Изменить стиль страницы

Шаип-мулла тем временем что-то шептал на ухо Элаха-Хаджи и гостю. Верно, советовались, как быть дальше. Ему и в голову не приходило, что народ так плохо примет сообщение гостя. Но как бы то ни было, Шаип-мулла не думал отступать и не собирался выпускать вожжи из своих рук.

– Прекратите раздор! – крикнул он, подняв вверх посох. – Оставьте все разговоры до другого случая. А сейчас нам надо выбрать сельскую власть. Поначалу надо старшину назначить, а там он уже обо всем позаботится…

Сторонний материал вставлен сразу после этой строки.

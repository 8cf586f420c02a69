pub mod health;

use axum::{
    http::Uri,
    routing::{get, post},
    Router,
};

use crate::catalog::handlers as catalog;
use crate::errors::AppError;
use crate::profile::handlers as profile;
use crate::roadmap::handlers as roadmap;
use crate::state::AppState;

pub fn build_router(state: AppState) -> Router {
    Router::new()
        .route("/health", get(health::health_handler))
        // Profile capture
        .route(
            "/api/v1/profile/options",
            get(profile::handle_profile_options),
        )
        .route(
            "/api/v1/profile",
            get(profile::handle_get_profile)
                .put(profile::handle_capture_profile)
                .delete(profile::handle_clear_profile),
        )
        // Roadmap
        .route("/api/v1/roadmap", get(roadmap::handle_get_roadmap))
        .route("/api/v1/roadmap/resolve", post(roadmap::handle_resolve))
        // Catalogue
        .route("/api/v1/opportunities", get(catalog::handle_opportunities))
        .route("/api/v1/opportunities/jobs", get(catalog::handle_jobs))
        .route(
            "/api/v1/opportunities/certifications",
            get(catalog::handle_certifications),
        )
        .route("/api/v1/notifications", get(catalog::handle_notifications))
        .fallback(route_not_found)
        .with_state(state)
}

async fn route_not_found(uri: Uri) -> AppError {
    AppError::NotFound(format!("No route for {}", uri.path()))
}

#[cfg(test)]
mod tests {
    use std::sync::Arc;

    use axum::body::{to_bytes, Body};
    use axum::http::{Method, Request, StatusCode};
    use serde_json::{json, Value};
    use tower::ServiceExt;
    use uuid::Uuid;

    use super::*;
    use crate::config::Config;
    use crate::store::MemoryProfileStore;

    fn test_router(strict: bool) -> Router {
        let state = AppState {
            profiles: Arc::new(MemoryProfileStore::new()),
            config: Config {
                strict_profile_capture: strict,
                ..Config::default()
            },
        };
        build_router(state)
    }

    async fn send(
        router: &Router,
        method: Method,
        uri: &str,
        body: Option<Value>,
    ) -> (StatusCode, Value) {
        let mut builder = Request::builder().method(method).uri(uri);
        let body = match body {
            Some(json) => {
                builder = builder.header("content-type", "application/json");
                Body::from(json.to_string())
            }
            None => Body::empty(),
        };
        let response = router
            .clone()
            .oneshot(builder.body(body).unwrap())
            .await
            .unwrap();
        let status = response.status();
        let bytes = to_bytes(response.into_body(), usize::MAX).await.unwrap();
        let value = if bytes.is_empty() {
            Value::Null
        } else {
            serde_json::from_slice(&bytes).unwrap()
        };
        (status, value)
    }

    #[tokio::test]
    async fn test_health_reports_memory_backend() {
        let router = test_router(true);
        let (status, body) = send(&router, Method::GET, "/health", None).await;
        assert_eq!(status, StatusCode::OK);
        assert_eq!(body["profile_store"], "memory");
    }

    #[tokio::test]
    async fn test_roadmap_without_profile_is_no_profile() {
        let router = test_router(true);
        let uri = format!("/api/v1/roadmap?session_id={}", Uuid::new_v4());
        let (status, body) = send(&router, Method::GET, &uri, None).await;
        assert_eq!(status, StatusCode::NOT_FOUND);
        assert_eq!(body["error"]["code"], "NO_PROFILE");
    }

    #[tokio::test]
    async fn test_capture_then_display_roadmap() {
        let router = test_router(true);
        let session = Uuid::new_v4();
        let profile_uri = format!("/api/v1/profile?session_id={session}");

        let (status, body) = send(
            &router,
            Method::PUT,
            &profile_uri,
            Some(json!({ "qualification": "Graduate", "interest": "Technology" })),
        )
        .await;
        assert_eq!(status, StatusCode::OK);
        assert_eq!(body["qualification"], "Graduate");

        let uri = format!("/api/v1/roadmap?session_id={session}");
        let (status, body) = send(&router, Method::GET, &uri, None).await;
        assert_eq!(status, StatusCode::OK);
        assert_eq!(body["profile"]["interest"], "Technology");
        let steps = body["steps"].as_array().unwrap();
        assert_eq!(steps.len(), 4);
        assert_eq!(steps[0]["category"], "education");
        assert_eq!(
            steps[0]["title"],
            "Advanced Software Engineering & Data Science"
        );
        assert_eq!(steps[3]["category"], "growth");
        assert_eq!(steps[3]["ordinal"], 4);
    }

    #[tokio::test]
    async fn test_profile_round_trip_and_clear() {
        let router = test_router(true);
        let uri = format!("/api/v1/profile?session_id={}", Uuid::new_v4());

        send(
            &router,
            Method::PUT,
            &uri,
            Some(json!({ "qualification": "Diploma", "interest": "Finance" })),
        )
        .await;
        let (status, body) = send(&router, Method::GET, &uri, None).await;
        assert_eq!(status, StatusCode::OK);
        assert_eq!(
            body,
            json!({ "qualification": "Diploma", "interest": "Finance" })
        );

        let (status, _) = send(&router, Method::DELETE, &uri, None).await;
        assert_eq!(status, StatusCode::NO_CONTENT);
        let (status, body) = send(&router, Method::GET, &uri, None).await;
        assert_eq!(status, StatusCode::NOT_FOUND);
        assert_eq!(body["error"]["code"], "NO_PROFILE");
    }

    #[tokio::test]
    async fn test_incomplete_form_is_rejected_and_slot_untouched() {
        let router = test_router(true);
        let session = Uuid::new_v4();
        let uri = format!("/api/v1/profile?session_id={session}");

        let (status, body) = send(
            &router,
            Method::PUT,
            &uri,
            Some(json!({ "qualification": "ITI" })),
        )
        .await;
        assert_eq!(status, StatusCode::BAD_REQUEST);
        assert_eq!(body["error"]["code"], "VALIDATION_ERROR");

        let (status, _) = send(&router, Method::GET, &uri, None).await;
        assert_eq!(status, StatusCode::NOT_FOUND);
    }

    #[tokio::test]
    async fn test_lenient_capture_degrades_at_resolution() {
        let router = test_router(false);
        let session = Uuid::new_v4();
        send(
            &router,
            Method::PUT,
            &format!("/api/v1/profile?session_id={session}"),
            Some(json!({ "qualification": "XYZ", "interest": "Healthcare" })),
        )
        .await;

        let uri = format!("/api/v1/roadmap?session_id={session}");
        let (status, body) = send(&router, Method::GET, &uri, None).await;
        assert_eq!(status, StatusCode::OK);
        assert_eq!(body["steps"][0]["title"], "Skill Development Course");
        assert_eq!(
            body["steps"][1]["title"],
            "NSQF Level 3-5: Healthcare Services"
        );
    }

    #[tokio::test]
    async fn test_stateless_resolve_accepts_any_strings() {
        let router = test_router(true);
        let (status, body) = send(
            &router,
            Method::POST,
            "/api/v1/roadmap/resolve",
            Some(json!({ "qualification": "PhD", "interest": "Astrology" })),
        )
        .await;
        assert_eq!(status, StatusCode::OK);
        let titles: Vec<&str> = body["steps"]
            .as_array()
            .unwrap()
            .iter()
            .map(|s| s["title"].as_str().unwrap())
            .collect();
        assert_eq!(
            titles,
            vec![
                "Skill Development Course",
                "NSQF Certification",
                "Entry Level Positions",
                "Career Advancement Path",
            ]
        );
    }

    #[tokio::test]
    async fn test_catalogue_endpoints() {
        let router = test_router(true);

        let (status, body) = send(&router, Method::GET, "/api/v1/opportunities", None).await;
        assert_eq!(status, StatusCode::OK);
        assert_eq!(body["jobs"].as_array().unwrap().len(), 6);
        assert_eq!(body["certifications"].as_array().unwrap().len(), 6);

        let (_, jobs) = send(&router, Method::GET, "/api/v1/opportunities/jobs", None).await;
        assert_eq!(jobs[0]["sector"], "mnc");
        assert_eq!(jobs[0]["deadline"], "2024-09-30");

        let (_, certs) = send(
            &router,
            Method::GET,
            "/api/v1/opportunities/certifications",
            None,
        )
        .await;
        assert_eq!(certs[1]["fee_label"], "₹3,500");

        let (_, feed) = send(&router, Method::GET, "/api/v1/notifications", None).await;
        assert_eq!(feed["count"], 5);
        assert_eq!(feed["notifications"][0]["kind"], "job");
    }

    async fn assert_envelope(
        router: &Router,
        request: Request<Body>,
        expected_status: StatusCode,
        expected_code: &str,
    ) -> String {
        let response = router.clone().oneshot(request).await.unwrap();
        assert_eq!(response.status(), expected_status);
        let content_type = response
            .headers()
            .get("content-type")
            .and_then(|v| v.to_str().ok())
            .unwrap_or_default()
            .to_string();
        assert!(
            content_type.starts_with("application/json"),
            "content-type was {content_type:?}"
        );
        let bytes = to_bytes(response.into_body(), usize::MAX).await.unwrap();
        let body: Value = serde_json::from_slice(&bytes).unwrap();
        assert_eq!(body["error"]["code"], expected_code);
        body["error"]["message"].as_str().unwrap().to_string()
    }

    fn json_request(method: Method, uri: &str, raw_body: &str) -> Request<Body> {
        Request::builder()
            .method(method)
            .uri(uri)
            .header("content-type", "application/json")
            .body(Body::from(raw_body.to_string()))
            .unwrap()
    }

    #[tokio::test]
    async fn test_bad_session_query_uses_error_envelope() {
        let router = test_router(true);

        let missing = Request::builder()
            .uri("/api/v1/roadmap")
            .body(Body::empty())
            .unwrap();
        let message =
            assert_envelope(&router, missing, StatusCode::BAD_REQUEST, "VALIDATION_ERROR").await;
        assert!(message.contains("session_id"), "message was {message}");

        let malformed = Request::builder()
            .uri("/api/v1/profile?session_id=not-a-uuid")
            .body(Body::empty())
            .unwrap();
        assert_envelope(&router, malformed, StatusCode::BAD_REQUEST, "VALIDATION_ERROR").await;
    }

    #[tokio::test]
    async fn test_bad_json_bodies_use_error_envelope() {
        let router = test_router(true);
        let profile_uri = format!("/api/v1/profile?session_id={}", Uuid::new_v4());

        let syntax = json_request(Method::PUT, &profile_uri, "{not json");
        assert_envelope(&router, syntax, StatusCode::BAD_REQUEST, "VALIDATION_ERROR").await;

        let missing_field = json_request(
            Method::POST,
            "/api/v1/roadmap/resolve",
            r#"{"qualification":"Graduate"}"#,
        );
        let message = assert_envelope(
            &router,
            missing_field,
            StatusCode::BAD_REQUEST,
            "VALIDATION_ERROR",
        )
        .await;
        assert!(message.contains("interest"), "message was {message}");

        let null_field = json_request(
            Method::POST,
            "/api/v1/roadmap/resolve",
            r#"{"qualification":null,"interest":"Finance"}"#,
        );
        assert_envelope(&router, null_field, StatusCode::BAD_REQUEST, "VALIDATION_ERROR").await;
    }

    #[tokio::test]
    async fn test_unknown_route_uses_error_envelope() {
        let router = test_router(true);
        let request = Request::builder()
            .uri("/api/v1/nope")
            .body(Body::empty())
            .unwrap();
        let message =
            assert_envelope(&router, request, StatusCode::NOT_FOUND, "NOT_FOUND").await;
        assert!(message.contains("/api/v1/nope"));
    }

    #[tokio::test]
    async fn test_profile_options() {
        let router = test_router(true);
        let (status, body) = send(&router, Method::GET, "/api/v1/profile/options", None).await;
        assert_eq!(status, StatusCode::OK);
        assert_eq!(body["qualifications"][0]["value"], "10th");
        assert_eq!(body["qualifications"][0]["label"], "10th Grade");
        assert_eq!(body["interests"][4]["value"], "Hospitality");
    }
}
//! Anatomical landmarks kept as root attributes of a specimen store.
//!
//! Each landmark set is a list of `[x, y]` points, `"NaN"` until annotated.
//! The space-registration step reads them back as tab-separated text files.

use serde_json::{json, Value};
use std::fs;
use std::path::{Path, PathBuf};
use tracing::info;

use crate::error::{Error, Result};
use crate::zarr::{self, Store};

/// Landmark attribute names and their number of points.
pub const LANDMARKS: [(&str, usize); 3] = [("Macro_XYs", 8), ("MidLine_XYs", 2), ("Neck_XYs", 2)];

pub const PLACEHOLDER: &str = "NaN";

/// Folder of the registration step for project `name`.
pub fn registration_dir(project_dir: &Path, name: &str) -> PathBuf {
    project_dir
        .join(format!("SAP_{name}"))
        .join(format!("spaceReg_{name}_999"))
}

/// Create missing landmark attributes with placeholder points. Returns the
/// names created.
pub fn init_landmarks(store: &Store) -> Result<Vec<String>> {
    zarr::ensure_group(store, "/")?;
    let existing = zarr::group_attributes(store, "/")?;
    let created: Vec<(String, Value)> = LANDMARKS
        .iter()
        .filter(|(attr, _)| !existing.contains_key(*attr))
        .map(|&(attr, points)| {
            let pairs = vec![json!([PLACEHOLDER, PLACEHOLDER]); points];
            (attr.to_string(), Value::Array(pairs))
        })
        .collect();
    let names = created.iter().map(|(k, _)| k.clone()).collect();
    if !created.is_empty() {
        zarr::set_group_attributes(store, "/", created)?;
    }
    Ok(names)
}

fn cell_text(value: &Value) -> String {
    match value {
        Value::String(s) => s.clone(),
        other => other.to_string(),
    }
}

/// Write every landmark set as `<attr>_<name>.txt` into the registration
/// folder, one point per line.
pub fn export_landmarks(store: &Store, project_dir: &Path, name: &str) -> Result<Vec<PathBuf>> {
    let attrs = zarr::group_attributes(store, "/")?;
    let target = registration_dir(project_dir, name);
    fs::create_dir_all(&target)?;

    let mut written = Vec::new();
    for (attr, _) in LANDMARKS {
        let points = attrs
            .get(attr)
            .and_then(Value::as_array)
            .ok_or_else(|| Error::MissingInput(format!("landmark attribute {attr} not set")))?;
        let path = target.join(format!("{attr}_{name}.txt"));
        let mut writer = csv::WriterBuilder::new()
            .delimiter(b'\t')
            .has_headers(false)
            .flexible(true)
            .from_path(&path)
            .map_err(|e| Error::Io(e.into()))?;
        for point in points {
            let row: Vec<String> = match point {
                Value::Array(xy) => xy.iter().map(cell_text).collect(),
                other => vec![cell_text(other)],
            };
            writer.write_record(&row).map_err(|e| Error::Io(e.into()))?;
        }
        writer.flush()?;
        info!(file = %path.display(), points = points.len(), "landmarks exported");
        written.push(path);
    }
    Ok(written)
}
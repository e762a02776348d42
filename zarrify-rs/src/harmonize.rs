//! Axis harmonization: put the time axis first.
//!
//! The MATLAB suite exports each quantity with its own axis convention depending
//! on the analysis family (`DBA`, `AOA`, ...) encoded in the containing folder
//! name. There is no general rule, only this ordered table; the first rule that
//! matches decides. Some rules overlap or shadow later ones and are kept as is so
//! stores stay compatible with those produced by earlier tooling.

use ndarray::{ArrayD, IxDyn};

use crate::error::{Error, Result};

/// Velocity and strain fields.
pub const VELOCITY_FIELDS: &[&str] = &["EpsilonPIV", "UPIV"];
/// Area-ratio style fields as exported inside `AOA` folders.
pub const AREA_FIELDS_AOA: &[&str] = &["OmegaPIV", "AreaRatios"];
/// Area-ratio style fields elsewhere.
pub const AREA_FIELDS: &[&str] = &["OmegaPIV", "AreaRatios", "AreaRatios_VM"];

#[derive(Debug, Clone, Copy, PartialEq, Eq)]
pub enum RankFilter {
    Exactly(usize),
    Above(usize),
}

#[derive(Debug, Clone, Copy, PartialEq, Eq)]
pub enum GroupFilter {
    Any,
    Contains(&'static str),
}

#[derive(Debug, Clone, Copy, PartialEq, Eq)]
pub enum NameFilter {
    Any,
    In(&'static [&'static str]),
    NotIn(&'static [&'static str]),
}

#[derive(Debug, Clone, Copy, PartialEq, Eq)]
pub enum Action {
    Identity,
    /// numpy `moveaxis(a, axis, 0)`.
    MoveToFront(usize),
}

#[derive(Debug, Clone, Copy)]
pub struct Rule {
    pub rank: RankFilter,
    pub group: GroupFilter,
    pub name: NameFilter,
    pub action: Action,
}

impl Rule {
    const fn new(rank: RankFilter, group: GroupFilter, name: NameFilter, action: Action) -> Self {
        Rule {
            rank,
            group,
            name,
            action,
        }
    }

    pub fn matches(&self, rank: usize, quantity: &str, group: &str) -> bool {
        let rank_ok = match self.rank {
            RankFilter::Exactly(r) => rank == r,
            RankFilter::Above(r) => rank > r,
        };
        let group_ok = match self.group {
            GroupFilter::Any => true,
            GroupFilter::Contains(hint) => group.contains(hint),
        };
        let name_ok = match self.name {
            NameFilter::Any => true,
            NameFilter::In(names) => names.contains(&quantity),
            NameFilter::NotIn(names) => !names.contains(&quantity),
        };
        rank_ok && group_ok && name_ok
    }
}

use Action::{Identity, MoveToFront};
use GroupFilter::{Any as AnyGroup, Contains};
use NameFilter::{Any as AnyName, In, NotIn};
use RankFilter::{Above, Exactly};

pub const RULES: [Rule; 12] = [
    Rule::new(Exactly(2), AnyGroup, AnyName, Identity),
    Rule::new(Exactly(3), Contains("DBA"), NotIn(VELOCITY_FIELDS), MoveToFront(2)),
    Rule::new(Exactly(3), Contains("AOA"), AnyName, Identity),
    Rule::new(Exactly(3), AnyGroup, AnyName, MoveToFront(2)),
    Rule::new(Exactly(4), Contains("DBA"), AnyName, MoveToFront(3)),
    Rule::new(Exactly(4), Contains("AOA"), In(VELOCITY_FIELDS), Identity),
    Rule::new(Exactly(4), Contains("AOA"), In(AREA_FIELDS_AOA), MoveToFront(2)),
    Rule::new(Exactly(4), Contains("AOA"), AnyName, MoveToFront(3)),
    Rule::new(Exactly(4), AnyGroup, In(VELOCITY_FIELDS), MoveToFront(3)),
    Rule::new(Exactly(4), AnyGroup, In(AREA_FIELDS), MoveToFront(2)),
    Rule::new(Exactly(4), AnyGroup, AnyName, MoveToFront(3)),
    Rule::new(Above(4), AnyGroup, AnyName, MoveToFront(3)),
];

/// Index into [`RULES`] of the first rule matching the context.
pub fn matching_rule(rank: usize, quantity: &str, group: &str) -> Option<usize> {
    RULES.iter().position(|r| r.matches(rank, quantity, group))
}

/// Reorder `array` so its time axis comes first.
pub fn harmonize<T>(array: ArrayD<T>, quantity: &str, group: &str) -> Result<ArrayD<T>> {
    let rank = array.ndim();
    if rank < 2 {
        return Err(Error::Shape(format!(
            "{quantity} has {rank} dimension(s), at least two are needed"
        )));
    }
    let action = matching_rule(rank, quantity, group)
        .map(|i| RULES[i].action)
        .unwrap_or(Identity);
    Ok(match action {
        Identity => array,
        MoveToFront(axis) => move_axis_to_front(array, axis),
    })
}

/// Move `axis` to position 0 keeping the other axes in order.
pub fn move_axis_to_front<T>(array: ArrayD<T>, axis: usize) -> ArrayD<T> {
    let mut order: Vec<usize> = (0..array.ndim()).filter(|&a| a != axis).collect();
    order.insert(0, axis);
    array.permuted_axes(IxDyn(&order))
}

#[cfg(test)]
mod tests {
    use super::*;

    fn shaped(shape: &[usize]) -> ArrayD<f64> {
        let n: usize = shape.iter().product();
        ArrayD::from_shape_vec(IxDyn(shape), (0..n).map(|v| v as f64).collect()).unwrap()
    }

    fn out_shape(shape: &[usize], quantity: &str, group: &str) -> Vec<usize> {
        harmonize(shaped(shape), quantity, group).unwrap().shape().to_vec()
    }

    #[test]
    fn every_rule_is_reachable_in_order() {
        let cases: [(usize, &str, &str, usize); 12] = [
            (2, "UPIV", "DBA_1", 0),
            (3, "OmegaPIV", "DBA_1", 1),
            (3, "UPIV", "AOA_1", 2),
            (3, "UPIV", "DBA_AOA", 2),
            (3, "UPIV", "Cells", 3),
            (4, "UPIV", "DBA_1", 4),
            (4, "EpsilonPIV", "AOA_1", 5),
            (4, "AreaRatios", "AOA_1", 6),
            (4, "AreaRatios_VM", "AOA_1", 7),
            (4, "UPIV", "Cells", 8),
            (4, "AreaRatios_VM", "Cells", 9),
            (4, "Other", "Cells", 10),
        ];
        for (rank, quantity, group, expected) in cases {
            assert_eq!(
                matching_rule(rank, quantity, group),
                Some(expected),
                "rank {rank} {quantity} in {group}"
            );
        }
        assert_eq!(matching_rule(5, "UPIV", "AOA_1"), Some(11));
        assert_eq!(matching_rule(1, "UPIV", "AOA_1"), None);
    }

    #[test]
    fn vorticity_in_aoa_is_unchanged() {
        assert_eq!(out_shape(&[2, 3, 4, 5], "EpsilonPIV", "AOA_x"), vec![2, 3, 4, 5]);
    }

    #[test]
    fn vorticity_in_dba_moves_time_first() {
        let a = shaped(&[2, 3, 4, 5]);
        let h = harmonize(a.clone(), "EpsilonPIV", "DBA_y").unwrap();
        assert_eq!(h.shape(), &[5, 2, 3, 4]);
        assert_eq!(h[[4, 1, 2, 3]], a[[1, 2, 3, 4]]);
    }

    #[test]
    fn rank_three_rules() {
        assert_eq!(out_shape(&[2, 3, 7], "OmegaPIV", "DBA_1"), vec![7, 2, 3]);
        // Velocity in DBA falls through to the AOA / catch-all rules.
        assert_eq!(out_shape(&[2, 3, 7], "UPIV", "DBA_1"), vec![7, 2, 3]);
        assert_eq!(out_shape(&[2, 3, 7], "OmegaPIV", "AOA_1"), vec![2, 3, 7]);
        assert_eq!(out_shape(&[2, 3, 7], "Other", "Cells"), vec![7, 2, 3]);
    }

    #[test]
    fn rank_four_area_ratios_move_third_axis() {
        assert_eq!(out_shape(&[2, 3, 7, 5], "OmegaPIV", "AOA_1"), vec![7, 2, 3, 5]);
        assert_eq!(out_shape(&[2, 3, 7, 5], "AreaRatios_VM", "AOA_1"), vec![5, 2, 3, 7]);
        assert_eq!(out_shape(&[2, 3, 7, 5], "AreaRatios_VM", "Cells"), vec![7, 2, 3, 5]);
        assert_eq!(out_shape(&[2, 3, 7, 5], "UPIV", "Cells"), vec![5, 2, 3, 7]);
    }

    #[test]
    fn rank_two_and_five() {
        assert_eq!(out_shape(&[3, 4], "UPIV", "DBA_1"), vec![3, 4]);
        assert_eq!(out_shape(&[2, 3, 4, 5, 6], "UPIV", "AOA_1"), vec![5, 2, 3, 4, 6]);
    }

    #[test]
    fn rank_below_two_is_rejected() {
        assert!(matches!(
            harmonize(shaped(&[4]), "UPIV", "AOA_1"),
            Err(Error::Shape(_))
        ));
    }
}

В этот момент незнакомец склонился к уху Шаип-муллы. Старик примолк, выслушал гостя и сказал:

– Прежде чем мы приступим к выборам старшины, наш гость хочет сказать вам еще несколько слов!

Откашлявшись, тот произнес:

– Я думал, говорить с вами будет легче. Считал, что русские достаточно досадили вам и уж кому-кому, а не вам, кого эти гяуры насильственно выселяли в далекую Турцию, захочется снова их власти…

– Гяуры, говоришь, выгнали нас? – крикнул кто-то из толпы. – А что творили с нами единоверные мусульмане в той самой Турции? Ты, может, этого не помнишь?

– Поступайте, как знаете, – заключил незнакомец, – только смотрите, как бы вам не раскаяться. От несогласия вашего села горскому правительству не холодно и не жарко. Слишком многие горцы его поддерживают. А вы сажайте себе на голову большевиков, этих безбожников. Посмотрим, что из этого получится…

Площадь вдруг всколыхнулась, прервав речь оратора.

– Торко-Хаджи! – пронеслось окрест.

Хасан глянул и увидел, что Торко-Хаджи поднимается на возвышение, где стояли Шаип-мулла и два других старца. Гость примолк и недовольно воззрился на Торко-Хаджи, приход которого явно расстроил его планы.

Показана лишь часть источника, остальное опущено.